• [What you should do] Type the records out again in full, exactly.

• [Dataset records]

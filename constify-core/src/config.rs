//! Configuration loading from constify.toml.

use anyhow::{Context, Result};
use serde::Deserialize;
use std::{fs, path::Path};

/// Main configuration structure for constify.toml.
#[derive(Debug, Deserialize, Default)]
pub struct ConstifyConfig {
    /// Analysis mode name (see [`crate::analysis::AnalysisMode`]).
    pub mode: Option<String>,
    /// Declaration names or patterns whose findings are suppressed.
    pub ignore: Option<Vec<String>>,
    /// Output configuration.
    pub output: Option<OutputConfig>,
}

/// Output format configuration.
#[derive(Debug, Deserialize, Default)]
pub struct OutputConfig {
    /// Output format: "plain" or "json".
    pub format: Option<String>,
}

/// Loads configuration from constify.toml if it exists.
pub fn load_config(root: &Path) -> Result<Option<ConstifyConfig>> {
    let path = root.join("constify.toml");
    if !path.exists() {
        return Ok(None);
    }

    let content = fs::read_to_string(&path)?;
    let cfg = toml::from_str(&content).context("Invalid constify.toml")?;
    Ok(Some(cfg))
}

#[cfg(test)]
mod tests {
    use super::*;
    use std::fs;

    #[test]
    fn test_load_config_missing_file() {
        let dir = tempfile::tempdir().unwrap();
        let result = load_config(dir.path());
        assert!(result.is_ok());
        assert!(result.unwrap().is_none());
    }

    #[test]
    fn test_load_config_empty_file() {
        let dir = tempfile::tempdir().unwrap();
        fs::write(dir.path().join("constify.toml"), "").unwrap();

        let cfg = load_config(dir.path()).unwrap().unwrap();
        assert!(cfg.mode.is_none());
        assert!(cfg.ignore.is_none());
        assert!(cfg.output.is_none());
    }

    #[test]
    fn test_load_config_full() {
        let dir = tempfile::tempdir().unwrap();
        fs::write(
            dir.path().join("constify.toml"),
            r#"
mode = "pseudo-const"
ignore = ["detail", "impl_"]

[output]
format = "json"
"#,
        )
        .unwrap();

        let cfg = load_config(dir.path()).unwrap().unwrap();
        assert_eq!(cfg.mode.as_deref(), Some("pseudo-const"));
        assert_eq!(cfg.ignore.as_ref().unwrap().len(), 2);
        assert_eq!(
            cfg.output.as_ref().unwrap().format.as_deref(),
            Some("json")
        );
    }

    #[test]
    fn test_load_config_invalid_toml() {
        let dir = tempfile::tempdir().unwrap();
        fs::write(dir.path().join("constify.toml"), "not valid toml {{{").unwrap();
        assert!(load_config(dir.path()).is_err());
    }
}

• [Task response]
filename constify-core/src/config.rs
//! Configuration loading from constify.toml.

use anyhow::{Context, Result};
use serde::Deserialize;
use std::{fs, path::Path};

/// Main configuration structure for constify.toml.
#[derive(Debug, Deserialize, Default)]
pub struct ConstifyConfig {
    /// Analysis mode name (see [`crate::analysis::AnalysisMode`]).
    pub mode: Option<String>,
    /// Declaration names or patterns whose findings are suppressed.
    pub ignore: Option<Vec<String>>,
    /// Output configuration.
    pub output: Option<OutputConfig>,
}

/// Output format configuration.
#[derive(Debug, Deserialize, Default)]
pub struct OutputConfig {
    /// Output format: "plain" or "json".
    pub format: Option<String>,
}

/// Loads configuration from constify.toml if it exists.
pub fn load_config(root: &Path) -> Result<Option<ConstifyConfig>> {
    let path = root.join("constify.toml");
    if !path.exists() {
        return Ok(None);
    }

    let content = fs::read_to_string(&path)?;
    let cfg = toml::from_str(&content).context("Invalid constify.toml")?;
    Ok(Some(cfg))
}

#[cfg(test)]
mod tests {
    use super::*;
    use std::fs;

    #[test]
    fn test_load_config_missing_file() {
        let dir = tempfile::tempdir().unwrap();
        let result = load_config(dir.path());
        assert!(result.is_ok());
        assert!(result.unwrap().is_none());
    }

    #[test]
    fn test_load_config_empty_file() {
        let dir = tempfile::tempdir().unwrap();
        fs::write(dir.path().join("constify.toml"), "").unwrap();

        let cfg = load_config(dir.path()).unwrap().unwrap();
        assert!(cfg.mode.is_none());
        assert!(cfg.ignore.is_none());
        assert!(cfg.output.is_none());
    }

    #[test]
    fn test_load_config_full() {
        let dir = tempfile::tempdir().unwrap();
        fs::write(
            dir.path().join("constify.toml"),
            r#"
mode = "pseudo-const"
ignore = ["detail", "impl_"]

[output]
format = "json"
"#,
        )
        .unwrap();

        let cfg = load_config(dir.path()).unwrap().unwrap();
        assert_eq!(cfg.mode.as_deref(), Some("pseudo-const"));
        assert_eq!(cfg.ignore.as_ref().unwrap().len(), 2);
        assert_eq!(
            cfg.output.as_ref().unwrap().format.as_deref(),
            Some("json")
        );
    }

    #[test]
    fn test_load_config_invalid_toml() {
        let dir = tempfile::tempdir().unwrap();
        fs::write(dir.path().join("constify.toml"), "not valid toml {{{").unwrap();
        assert!(load_config(dir.path()).is_err());
    }
}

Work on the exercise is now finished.